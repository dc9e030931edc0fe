//! Inspect command handler

use anyhow::{Context, Result};
use mapconv::{Category, Converted, Options};
use std::path::Path;

use crate::scan::{read_source, split_map_path};

/// Convert one map and print what it contains
pub fn handle(map: &Path, options: &Options, json: bool) -> Result<()> {
    let (dir, name) = split_map_path(map)?;
    let source = read_source(&dir, &name)?;
    let converted =
        mapconv::convert(&source, options).with_context(|| format!("Failed to decode {}", name))?;

    if json {
        let keyed = converted.document.keyed(&options.keys);
        println!("{}", serde_json::to_string_pretty(&keyed)?);
        return Ok(());
    }

    print!("{}", summary(&name, &converted));
    Ok(())
}

fn summary(name: &str, converted: &Converted) -> String {
    let doc = &converted.document;
    let mut out = String::new();

    out.push_str(&format!("Map: {}\n", name));
    out.push_str(&format!(
        "Size: {}x{} (depth {}), {} tiles\n",
        doc.width,
        doc.height,
        doc.depth,
        doc.tiles.len()
    ));
    out.push_str(&format!("Tileset: {} (not stored in map files)\n", doc.tileset));

    for category in Category::ALL {
        out.push_str(&format!(
            "  {:<14} {}\n",
            category.name(),
            doc.category(category).len()
        ));
    }

    if !converted.diagnostics.is_empty() {
        out.push_str(&format!("Diagnostics ({}):\n", converted.diagnostics.len()));
        for diagnostic in &converted.diagnostics {
            out.push_str(&format!("  {}\n", diagnostic));
        }
    }

    out
}

#[cfg(test)]
mod tests {
    use super::*;
    use flate2::write::ZlibEncoder;
    use flate2::Compression;
    use std::fs;
    use std::io::Write;
    use tempfile::TempDir;

    fn compress(words: &[i32]) -> Vec<u8> {
        let mut encoder = ZlibEncoder::new(Vec::new(), Compression::default());
        for word in words {
            encoder.write_all(&word.to_le_bytes()).unwrap();
        }
        encoder.finish().unwrap()
    }

    #[test]
    fn test_summary() {
        let dir = TempDir::new().unwrap();
        fs::write(dir.path().join("keep.idx"), compress(&[2, 2, 1])).unwrap();
        fs::write(dir.path().join("keep.map"), compress(&[1, 2, 3, 4])).unwrap();
        fs::write(
            dir.path().join("keep.obj"),
            compress(&[13, 0, 0, 0, 2, 20, 1, 1, 0, 2]),
        )
        .unwrap();

        let source = read_source(dir.path(), "keep").unwrap();
        let converted = mapconv::convert(&source, &Options::default()).unwrap();
        let text = summary("keep", &converted);

        assert!(text.contains("Size: 2x2 (depth 1), 4 tiles"));
        assert!(text.contains("Tileset: tilemap1"));
        assert!(text.contains("Diagnostics (1)"));
        assert!(text.contains("id=20"));

        assert!(handle(&dir.path().join("keep.obj"), &Options::default(), false).is_ok());
        assert!(handle(&dir.path().join("keep"), &Options::default(), true).is_ok());
        assert!(handle(&dir.path().join("gone"), &Options::default(), false).is_err());
    }
}
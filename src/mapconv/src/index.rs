//! Index stream decoding (`.idx`)
//!
//! Only the first three words are meaningful: width, height and depth.

use crate::{Error, Result};

/// Number of words the index stream must hold
pub const INDEX_WORDS: usize = 3;

/// Map dimensions read from the index stream
#[derive(Debug, Clone, Copy, PartialEq, Eq)]
pub struct Dimensions {
    pub width: i32,
    pub height: i32,
    pub depth: i32,
}

impl Dimensions {
    /// Decode dimensions from index words, ignoring anything past the third
    pub fn decode(words: &[i32]) -> Result<Self> {
        let [width, height, depth] = match words {
            [w, h, d, ..] => [*w, *h, *d],
            _ => {
                return Err(Error::MalformedIndex(format!(
                    "expected at least {} words, got {}",
                    INDEX_WORDS,
                    words.len()
                )))
            }
        };

        if width < 0 || height < 0 {
            return Err(Error::MalformedIndex(format!(
                "negative dimensions {}x{}",
                width, height
            )));
        }

        Ok(Self {
            width,
            height,
            depth,
        })
    }

    /// Number of tiles in one layer (`width * height`)
    pub fn cell_count(&self) -> Result<usize> {
        let overflow = || Error::DimensionsOverflow {
            width: self.width,
            height: self.height,
        };
        let width = usize::try_from(self.width).map_err(|_| overflow())?;
        let height = usize::try_from(self.height).map_err(|_| overflow())?;
        width.checked_mul(height).ok_or_else(overflow)
    }
}

#[cfg(test)]
mod tests {
    use super::*;

    #[test]
    fn test_decode_dimensions() {
        let dims = Dimensions::decode(&[10, 8, 1]).unwrap();
        assert_eq!(
            dims,
            Dimensions {
                width: 10,
                height: 8,
                depth: 1
            }
        );
        assert_eq!(dims.cell_count().unwrap(), 80);
    }

    #[test]
    fn test_decode_ignores_trailing_words() {
        let dims = Dimensions::decode(&[64, 32, 2, 99, -7]).unwrap();
        assert_eq!((dims.width, dims.height, dims.depth), (64, 32, 2));
    }

    #[test]
    fn test_decode_too_short() {
        for words in [&[][..], &[10][..], &[10, 8][..]] {
            let err = Dimensions::decode(words).unwrap_err();
            assert!(matches!(err, Error::MalformedIndex(_)), "{err}");
        }
    }

    #[test]
    fn test_decode_negative() {
        assert!(matches!(
            Dimensions::decode(&[-1, 8, 1]),
            Err(Error::MalformedIndex(_))
        ));
        assert!(matches!(
            Dimensions::decode(&[10, -8, 1]),
            Err(Error::MalformedIndex(_))
        ));
    }

    #[test]
    fn test_zero_sized_map() {
        let dims = Dimensions::decode(&[0, 50, 1]).unwrap();
        assert_eq!(dims.cell_count().unwrap(), 0);
    }
}
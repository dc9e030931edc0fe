//! Input folder scanning
//!
//! A map is usable only when all three sibling files exist. Base names missing
//! any of them are reported and skipped before decoding starts.

use anyhow::{bail, Context, Result};
use mapconv::MapSource;
use std::collections::BTreeSet;
use std::fs;
use std::path::{Path, PathBuf};

/// Sibling file extensions, in `idx`, `map`, `obj` order
pub const EXTENSIONS: [&str; 3] = ["idx", "map", "obj"];

/// Base names found in a folder
#[derive(Debug, Default, Clone, PartialEq, Eq)]
pub struct Scan {
    /// Base names with all three sibling files
    pub valid: Vec<String>,
    /// Base names missing at least one sibling
    pub invalid: Vec<String>,
}

impl Scan {
    pub fn total(&self) -> usize {
        self.valid.len() + self.invalid.len()
    }
}

/// Collect base names from the files directly inside `dir`
pub fn scan_dir(dir: &Path) -> Result<Scan> {
    if !dir.is_dir() {
        bail!("Input folder {} does not exist", dir.display());
    }

    let mut names = BTreeSet::new();
    let mut files = BTreeSet::new();

    for entry in walkdir::WalkDir::new(dir).min_depth(1).max_depth(1) {
        let entry = entry.with_context(|| format!("Failed to read {}", dir.display()))?;
        if !entry.file_type().is_file() {
            continue;
        }
        let file_name = entry.file_name().to_string_lossy().into_owned();
        if let Some(stem) = entry.path().file_stem() {
            names.insert(stem.to_string_lossy().into_owned());
        }
        files.insert(file_name);
    }

    let mut scan = Scan::default();
    for name in names {
        let complete = EXTENSIONS
            .iter()
            .all(|ext| files.contains(&format!("{}.{}", name, ext)));
        if complete {
            scan.valid.push(name);
        } else {
            scan.invalid.push(name);
        }
    }

    Ok(scan)
}

/// Paths of the three sibling files for `base`
pub fn sibling_paths(dir: &Path, base: &str) -> [PathBuf; 3] {
    EXTENSIONS.map(|ext| dir.join(format!("{}.{}", base, ext)))
}

/// Read the compressed contents of one map
pub fn read_source(dir: &Path, base: &str) -> Result<MapSource> {
    let [idx, map, obj] = sibling_paths(dir, base).map(|path| {
        fs::read(&path).with_context(|| format!("Failed to read {}", path.display()))
    });

    Ok(MapSource {
        idx: idx?,
        map: map?,
        obj: obj?,
    })
}

/// Split a user-supplied map path into folder and base name
///
/// Accepts `dir/town`, `dir/town.idx`, `dir/town.map` or `dir/town.obj`.
pub fn split_map_path(path: &Path) -> Result<(PathBuf, String)> {
    let has_sibling_ext = path
        .extension()
        .and_then(|e| e.to_str())
        .is_some_and(|e| EXTENSIONS.contains(&e));

    let name = if has_sibling_ext {
        path.file_stem()
    } else {
        path.file_name()
    }
    .with_context(|| format!("No map name in {}", path.display()))?;

    let dir = path
        .parent()
        .filter(|p| !p.as_os_str().is_empty())
        .unwrap_or(Path::new("."));

    Ok((dir.to_path_buf(), name.to_string_lossy().into_owned()))
}
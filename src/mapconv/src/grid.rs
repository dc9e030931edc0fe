//! Tile grid decoding (`.map`)

use crate::index::Dimensions;
use crate::{Error, Result};

/// Take the first `width * height` tile ids in source order
///
/// Words beyond the first layer (additional depth layers) are ignored.
pub fn decode(words: &[i32], dims: &Dimensions) -> Result<Vec<i32>> {
    let expected = dims.cell_count()?;
    let tiles = words.get(..expected).ok_or(Error::MalformedMap {
        expected,
        actual: words.len(),
    })?;

    tracing::debug!(
        "Decoded {}x{} tile grid ({} extra words)",
        dims.width,
        dims.height,
        words.len() - expected
    );
    Ok(tiles.to_vec())
}
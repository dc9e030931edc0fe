//! List command handler

use anyhow::Result;
use std::path::Path;

use crate::scan::{scan_dir, Scan};

/// Print the maps found in `input`
pub fn handle(input: &Path) -> Result<()> {
    let scan = scan_dir(input)?;
    print_scan(input, &scan);
    Ok(())
}

fn print_scan(input: &Path, scan: &Scan) {
    println!("Input folder: {}", input.display());
    println!("Found a total of {} maps.", scan.total());
    println!(
        "Of those, {} were valid and {} were invalid.",
        scan.valid.len(),
        scan.invalid.len()
    );

    for name in &scan.valid {
        println!("  {}", name);
    }

    if !scan.invalid.is_empty() {
        println!();
        println!("Invalid maps (missing .idx, .map or .obj):");
        for name in &scan.invalid {
            println!("  {}", name);
        }
    }
}
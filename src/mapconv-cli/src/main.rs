mod cli;
mod commands;
mod config;
mod scan;

use anyhow::Result;
use clap::Parser;
use config::Settings;
use tracing_subscriber::{layer::SubscriberExt, util::SubscriberInitExt, EnvFilter};

use cli::*;

fn main() -> Result<()> {
    let cli = Cli::parse();

    let settings_path = Settings::locate(cli.config.as_deref())?;
    let mut settings = Settings::load_from(&settings_path)?;
    if cli.quiet {
        settings.verbosity = 0;
    } else if let Some(verbosity) = cli.verbosity {
        settings.verbosity = verbosity;
    }

    init_logging(settings.verbosity);
    tracing::debug!("Using settings from {}", settings_path.display());

    match cli.command {
        Commands::Convert {
            input,
            output,
            tileset,
            jobs,
            pretty,
        } => {
            let input = input.unwrap_or_else(|| settings.folders.input.clone());
            let output = output.unwrap_or_else(|| settings.folders.output.clone());
            let options = settings.options(tileset.as_deref());
            commands::convert::handle(&input, &output, &options, jobs, pretty)?;
        }

        Commands::List { input } => {
            let input = input.unwrap_or_else(|| settings.folders.input.clone());
            commands::list::handle(&input)?;
        }

        Commands::Inspect { map, tileset, json } => {
            let options = settings.options(tileset.as_deref());
            commands::inspect::handle(&map, &options, json)?;
        }

        Commands::Configure {
            input,
            output,
            tileset,
            set_verbosity,
            show,
        } => {
            let changes = commands::configure::Changes {
                input,
                output,
                tileset,
                verbosity: set_verbosity,
            };
            commands::configure::handle(&settings_path, changes, show)?;
        }
    }

    Ok(())
}

/// Filter directive for a verbosity level
fn level_for(verbosity: u8) -> &'static str {
    match verbosity {
        0 => "error",
        1 | 2 => "warn",
        3 => "info",
        _ => "debug",
    }
}

/// Install the stderr log subscriber; `RUST_LOG` overrides the verbosity
fn init_logging(verbosity: u8) {
    tracing_subscriber::registry()
        .with(EnvFilter::try_from_default_env().unwrap_or_else(|_| level_for(verbosity).into()))
        .with(tracing_subscriber::fmt::layer().with_writer(std::io::stderr))
        .init();
}
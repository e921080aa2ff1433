//! Exposure and color cast estimation

use serde::{Deserialize, Serialize};

use crate::constants::srgb::LUMA_WEIGHTS;
use crate::image_loader::ImageSample;

/// Mean channel values, 0-255
#[derive(Debug, Clone, Copy, PartialEq, Default, Serialize, Deserialize)]
pub struct ChannelMeans {
    pub r: f64,
    pub g: f64,
    pub b: f64,
}

/// Global lighting statistics of a sample
#[derive(Debug, Clone, Copy, PartialEq, Default, Serialize, Deserialize)]
#[serde(rename_all = "camelCase")]
pub struct LightingStats {
    /// Mean Rec. 709 luma, 0-255
    pub avg_luma: f64,
    /// Spread between the brightest and darkest channel mean
    pub cast: f64,
    pub avg_channels: ChannelMeans,
}

/// Rec. 709 luma of one 8-bit RGB pixel
pub fn luma([r, g, b]: [u8; 3]) -> f64 {
    LUMA_WEIGHTS[0] * f64::from(r) + LUMA_WEIGHTS[1] * f64::from(g) + LUMA_WEIGHTS[2] * f64::from(b)
}

/// Average luma and channel means over every pixel.
///
/// An empty sample yields all zeros.
pub fn evaluate_lighting(sample: &ImageSample) -> LightingStats {
    let (mut total_luma, mut total_r, mut total_g, mut total_b) = (0.0, 0.0, 0.0, 0.0);
    let mut count = 0usize;

    for px in sample.rgb_pixels() {
        total_luma += luma(px);
        total_r += f64::from(px[0]);
        total_g += f64::from(px[1]);
        total_b += f64::from(px[2]);
        count += 1;
    }

    if count == 0 {
        return LightingStats::default();
    }

    let n = count as f64;
    let avg_channels = ChannelMeans {
        r: total_r / n,
        g: total_g / n,
        b: total_b / n,
    };
    let max = avg_channels.r.max(avg_channels.g).max(avg_channels.b);
    let min = avg_channels.r.min(avg_channels.g).min(avg_channels.b);

    LightingStats {
        avg_luma: total_luma / n,
        cast: max - min,
        avg_channels,
    }
}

———

> **Your goal**: Every line from the data above that contains "dims" must appear in the answer.

> **Response below**:
        let dims = Dimensions::decode(&[10, 8, 1]).unwrap();
            dims,
        assert_eq!(dims.cell_count().unwrap(), 80);
        let dims = Dimensions::decode(&[64, 32, 2, 99, -7]).unwrap();
        assert_eq!((dims.width, dims.height, dims.depth), (64, 32, 2));
        let dims = Dimensions::decode(&[0, 50, 1]).unwrap();
        assert_eq!(dims.cell_count().unwrap(), 0);
pub fn decode(words: &[i32], dims: &Dimensions) -> Result<Vec<i32>> {
    let expected = dims.cell_count()?;
        dims.width,
        dims.height,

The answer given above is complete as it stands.